Create a JupyterLab notebook for Spark

This is the third article in a series to build a Big Data development environment in AWS. Before you proceed further, ensure you’ve completed the first and second articles.

What is Jupyterlab?

Imagine this – you’ve created a pipeline to clean your company’s raw data and enrich it according to business requirements. You’ve documented each table and column in excruciating detail. Finally you built a dashboard brimming with charts and insights which tell a compelling narrative of the business’ health and direction.

How do you share and present your work?

If you’ve worked as a Data Engineer or Data Scientist before, this probably sounds familiar. Your work exists as a bundle of Python/Scala scripts on your laptop. Its logic is scattered across multiple files. The visualizations exported as PNG images in another directory.

Sure, you could commit the code to version control but that doesn’t help you present the data. Git repos are designed to display text not graphs and charts.

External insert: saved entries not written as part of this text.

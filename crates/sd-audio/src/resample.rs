//! Band-limited resampling using rubato.
//!
//! One fixed windowed-sinc configuration is used for every clip, so that two
//! signals brought to the same rate went through the same filter.

use rubato::{
    Resampler, SincFixedIn, SincInterpolationParameters, SincInterpolationType, WindowFunction,
};
use sd_core::signal::AudioSignal;

use crate::error::LoadError;

/// Frames fed to the resampler per call.
const CHUNK_SIZE: usize = 1024;

fn sinc_parameters() -> SincInterpolationParameters {
    SincInterpolationParameters {
        sinc_len: 128,
        f_cutoff: 0.95,
        interpolation: SincInterpolationType::Linear,
        oversampling_factor: 128,
        window: WindowFunction::BlackmanHarris2,
    }
}

/// Number of output frames for `input_len` frames resampled by `ratio`.
fn expected_len(input_len: usize, ratio: f64) -> usize {
    (input_len as f64 * ratio).ceil() as usize
}

/// Resample `signal` to `target_rate`.
///
/// Identity when the rates already match. Otherwise the whole signal is run
/// through a sinc resampler, the filter delay is removed and the output is
/// cut to `ceil(len × ratio)` frames. Deterministic for a given input.
///
/// # Errors
/// Returns [`LoadError::Resample`] if rubato rejects the ratio or fails mid-stream.
///
/// # Example
/// ```
/// use sd_audio::resample::resample;
/// use sd_core::signal::AudioSignal;
/// let signal = AudioSignal::new(vec![0.0; 8000], 8000);
/// let out = resample(&signal, 2000).unwrap();
/// assert_eq!(out.sample_rate(), 2000);
/// assert_eq!(out.len(), 2000);
/// ```
pub fn resample(signal: &AudioSignal, target_rate: u32) -> Result<AudioSignal, LoadError> {
    if signal.sample_rate() == target_rate {
        return Ok(signal.clone());
    }
    if signal.sample_rate() == 0 || target_rate == 0 {
        return Err(LoadError::Resample(format!(
            "taux invalide {} -> {target_rate}",
            signal.sample_rate()
        )));
    }
    if signal.is_empty() {
        return Ok(AudioSignal::new(Vec::new(), target_rate));
    }

    let ratio = f64::from(target_rate) / f64::from(signal.sample_rate());
    let mut resampler = SincFixedIn::<f64>::new(ratio, 1.0, sinc_parameters(), CHUNK_SIZE, 1)
        .map_err(|e| LoadError::Resample(e.to_string()))?;

    let expected = expected_len(signal.len(), ratio);
    let delay = resampler.output_delay();
    let input: Vec<f64> = signal.samples().iter().map(|&s| f64::from(s)).collect();
    let mut output: Vec<f64> = Vec::with_capacity(expected + delay);

    let mut chunks = input.chunks_exact(CHUNK_SIZE);
    for chunk in &mut chunks {
        let wave: [&[f64]; 1] = [chunk];
        let frames = resampler
            .process(&wave[..], None)
            .map_err(|e| LoadError::Resample(e.to_string()))?;
        output.extend_from_slice(&frames[0]);
    }

    let remainder = chunks.remainder();
    if !remainder.is_empty() {
        let wave: [&[f64]; 1] = [remainder];
        let frames = resampler
            .process_partial(Some(&wave[..]), None)
            .map_err(|e| LoadError::Resample(e.to_string()))?;
        output.extend_from_slice(&frames[0]);
    }

    // Flush the filter tail until the delayed output covers the whole input.
    while output.len() < expected + delay {
        let frames = resampler
            .process_partial::<Vec<f64>>(None, None)
            .map_err(|e| LoadError::Resample(e.to_string()))?;
        if frames[0].is_empty() {
            break;
        }
        output.extend_from_slice(&frames[0]);
    }

    let samples: Vec<f32> = output
        .iter()
        .skip(delay)
        .take(expected)
        .map(|&s| s as f32)
        .collect();

    log::debug!(
        "Resampled {} -> {} samples ({} Hz -> {} Hz, delay {delay})",
        signal.len(),
        samples.len(),
        signal.sample_rate(),
        target_rate
    );

    Ok(AudioSignal::new(samples, target_rate))
}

Here’s where a notebook comes in handy. To quote Project Jupyter

The Jupyter Notebook is an open-source web application that allows you to create and share documents that contain live code, equations, visualizations and narrative text. Uses include: data cleaning and transformation, numerical simulation, statistical modeling, data visualization, machine learning, and much more.

https://jupyter.org/

You tell a story when you write a notebook. Code shows how you accomplished something but the narrative text says why. Embbed visualizations transform an inscrutable 12 column table into a easily-digestible bar chart. Further, notebooks are compatible with version control: notebooks can be exported as JSON objects.

examples of jupyterlab workspaces in single document and multiple document workspaces
Code, images and narrative in a single notebook. Image credit: https://jupyter.org/

Jupyter supports 3 languages at its core: Julia, Python, and R – all languages heavily used in numerical and scientific computing. Its interactive web interface permits rapid code prototyping, saving of user sessions, and display of graphics. At its heart, it uses a kernel to interact with a programming language.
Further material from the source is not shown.